Your response should be the complete listing, copied exactly.
# # # # #
use anyhow::{Context, Result};

use crate::generation::requester::EmptyCompletionPolicy;
use crate::models::letterhead::{
    Letterhead, DEFAULT_ADDRESS, DEFAULT_COMPANY_NAME, DEFAULT_EMAIL, DEFAULT_PHONE,
    DEFAULT_REGISTRATION_ID, DEFAULT_REGISTRATION_LABEL, DEFAULT_WEBSITE,
};

pub const DEFAULT_OPENAI_BASE_URL: &str = "https://api.openai.com/v1";
pub const DEFAULT_OPENAI_MODEL: &str = "gpt-5-nano";
pub const DEFAULT_LLM_TIMEOUT_SECS: u64 = 120;
pub const DEFAULT_PORT: u16 = 3001;

/// Application configuration loaded from environment variables.
/// Startup fails if required variables are missing or malformed.
#[derive(Debug, Clone)]
pub struct Config {
    pub openai_api_key: String,
    pub openai_base_url: String,
    pub openai_model: String,
    pub llm_timeout_secs: u64,
    pub port: u16,
    pub rust_log: String,
    pub empty_completion_policy: EmptyCompletionPolicy,
    /// Letterhead used when a request does not supply its own.
    pub letterhead: Letterhead,
}

impl Config {
    pub fn from_env() -> Result<Self> {
        dotenvy::dotenv().ok(); // load .env if present; ignore if missing

        Ok(Config {
            openai_api_key: require_env("OPENAI_API_KEY")?,
            openai_base_url: env_or("OPENAI_BASE_URL", DEFAULT_OPENAI_BASE_URL),
            openai_model: env_or("OPENAI_MODEL", DEFAULT_OPENAI_MODEL),
            llm_timeout_secs: std::env::var("LLM_TIMEOUT_SECS")
                .unwrap_or_else(|_| DEFAULT_LLM_TIMEOUT_SECS.to_string())
                .parse::<u64>()
                .context("LLM_TIMEOUT_SECS must be a whole number of seconds")?,
            port: std::env::var("PORT")
                .unwrap_or_else(|_| DEFAULT_PORT.to_string())
                .parse::<u16>()
                .context("PORT must be a valid port number")?,
            rust_log: env_or("RUST_LOG", "info"),
            empty_completion_policy: std::env::var("EMPTY_COMPLETION_POLICY")
                .ok()
                .map(|v| v.parse::<EmptyCompletionPolicy>())
                .transpose()
                .map_err(anyhow::Error::msg)
                .context("EMPTY_COMPLETION_POLICY is invalid")?
                .unwrap_or_default(),
            letterhead: letterhead_from_env(),
        })
    }

    /// Fixed configuration for unit and HTTP tests.
    #[cfg(test)]
    pub fn for_tests() -> Self {
        Config {
            openai_api_key: "test-key".to_string(),
            openai_base_url: DEFAULT_OPENAI_BASE_URL.to_string(),
            openai_model: DEFAULT_OPENAI_MODEL.to_string(),
            llm_timeout_secs: DEFAULT_LLM_TIMEOUT_SECS,
            port: DEFAULT_PORT,
            rust_log: "info".to_string(),
            empty_completion_policy: EmptyCompletionPolicy::Placeholder,
            letterhead: Letterhead::default(),
        }
    }
}

/// Every letterhead field may be overridden; an empty value removes an
/// optional field from the header.
fn letterhead_from_env() -> Letterhead {
    Letterhead {
        company_name: env_or("LETTERHEAD_COMPANY_NAME", DEFAULT_COMPANY_NAME),
        registration_label: env_or("LETTERHEAD_REGISTRATION_LABEL", DEFAULT_REGISTRATION_LABEL),
        registration_id: optional_env("LETTERHEAD_REGISTRATION_ID", DEFAULT_REGISTRATION_ID),
        phone: optional_env("LETTERHEAD_PHONE", DEFAULT_PHONE),
        website: optional_env("LETTERHEAD_WEBSITE", DEFAULT_WEBSITE),
        email: optional_env("LETTERHEAD_EMAIL", DEFAULT_EMAIL),
        address: optional_env("LETTERHEAD_ADDRESS", DEFAULT_ADDRESS),
    }
}

fn require_env(key: &str) -> Result<String> {
    std::env::var(key).with_context(|| format!("Required environment variable '{key}' is not set"))
}

fn env_or(key: &str, default: &str) -> String {
    std::env::var(key).unwrap_or_else(|_| default.to_string())
}

fn optional_env(key: &str, default: &str) -> Option<String> {
    let value = env_or(key, default);
    if value.trim().is_empty() {
        None
    } else {
        Some(value)
    }
}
# # # # #
- **Task answer**
use anyhow::{Context, Result};

use crate::generation::requester::EmptyCompletionPolicy;
use crate::models::letterhead::{
    Letterhead, DEFAULT_ADDRESS, DEFAULT_COMPANY_NAME, DEFAULT_EMAIL, DEFAULT_PHONE,
    DEFAULT_REGISTRATION_ID, DEFAULT_REGISTRATION_LABEL, DEFAULT_WEBSITE,
};

pub const DEFAULT_OPENAI_BASE_URL: &str = "https://api.openai.com/v1";
pub const DEFAULT_OPENAI_MODEL: &str = "gpt-5-nano";
pub const DEFAULT_LLM_TIMEOUT_SECS: u64 = 120;
pub const DEFAULT_PORT: u16 = 3001;

/// Application configuration loaded from environment variables.
/// Startup fails if required variables are missing or malformed.
#[derive(Debug, Clone)]
pub struct Config {
    pub openai_api_key: String,
    pub openai_base_url: String,
    pub openai_model: String,
    pub llm_timeout_secs: u64,
    pub port: u16,
    pub rust_log: String,
    pub empty_completion_policy: EmptyCompletionPolicy,
    /// Letterhead used when a request does not supply its own.
    pub letterhead: Letterhead,
}

impl Config {
    pub fn from_env() -> Result<Self> {
        dotenvy::dotenv().ok(); // load .env if present; ignore if missing

        Ok(Config {
            openai_api_key: require_env("OPENAI_API_KEY")?,
            openai_base_url: env_or("OPENAI_BASE_URL", DEFAULT_OPENAI_BASE_URL),
            openai_model: env_or("OPENAI_MODEL", DEFAULT_OPENAI_MODEL),
            llm_timeout_secs: std::env::var("LLM_TIMEOUT_SECS")
                .unwrap_or_else(|_| DEFAULT_LLM_TIMEOUT_SECS.to_string())
                .parse::<u64>()
                .context("LLM_TIMEOUT_SECS must be a whole number of seconds")?,
            port: std::env::var("PORT")
                .unwrap_or_else(|_| DEFAULT_PORT.to_string())
                .parse::<u16>()
                .context("PORT must be a valid port number")?,
            rust_log: env_or("RUST_LOG", "info"),
            empty_completion_policy: std::env::var("EMPTY_COMPLETION_POLICY")
                .ok()
                .map(|v| v.parse::<EmptyCompletionPolicy>())
                .transpose()
                .map_err(anyhow::Error::msg)
                .context("EMPTY_COMPLETION_POLICY is invalid")?
                .unwrap_or_default(),
            letterhead: letterhead_from_env(),
        })
    }

    /// Fixed configuration for unit and HTTP tests.
    #[cfg(test)]
    pub fn for_tests() -> Self {
        Config {
            openai_api_key: "test-key".to_string(),
            openai_base_url: DEFAULT_OPENAI_BASE_URL.to_string(),
            openai_model: DEFAULT_OPENAI_MODEL.to_string(),
            llm_timeout_secs: DEFAULT_LLM_TIMEOUT_SECS,
            port: DEFAULT_PORT,
            rust_log: "info".to_string(),
            empty_completion_policy: EmptyCompletionPolicy::Placeholder,
            letterhead: Letterhead::default(),
        }
    }
}

/// Every letterhead field may be overridden; an empty value removes an
/// optional field from the header.
fn letterhead_from_env() -> Letterhead {
    Letterhead {
        company_name: env_or("LETTERHEAD_COMPANY_NAME", DEFAULT_COMPANY_NAME),
        registration_label: env_or("LETTERHEAD_REGISTRATION_LABEL", DEFAULT_REGISTRATION_LABEL),
        registration_id: optional_env("LETTERHEAD_REGISTRATION_ID", DEFAULT_REGISTRATION_ID),
        phone: optional_env("LETTERHEAD_PHONE", DEFAULT_PHONE),
        website: optional_env("LETTERHEAD_WEBSITE", DEFAULT_WEBSITE),
        email: optional_env("LETTERHEAD_EMAIL", DEFAULT_EMAIL),
        address: optional_env("LETTERHEAD_ADDRESS", DEFAULT_ADDRESS),
    }
}

fn require_env(key: &str) -> Result<String> {
    std::env::var(key).with_context(|| format!("Required environment variable '{key}' is not set"))
}

fn env_or(key: &str, default: &str) -> String {
    std::env::var(key).unwrap_or_else(|_| default.to_string())
}

fn optional_env(key: &str, default: &str) -> Option<String> {
    let value = env_or(key, default);
    if value.trim().is_empty() {
        None
    } else {
        Some(value)
    }
}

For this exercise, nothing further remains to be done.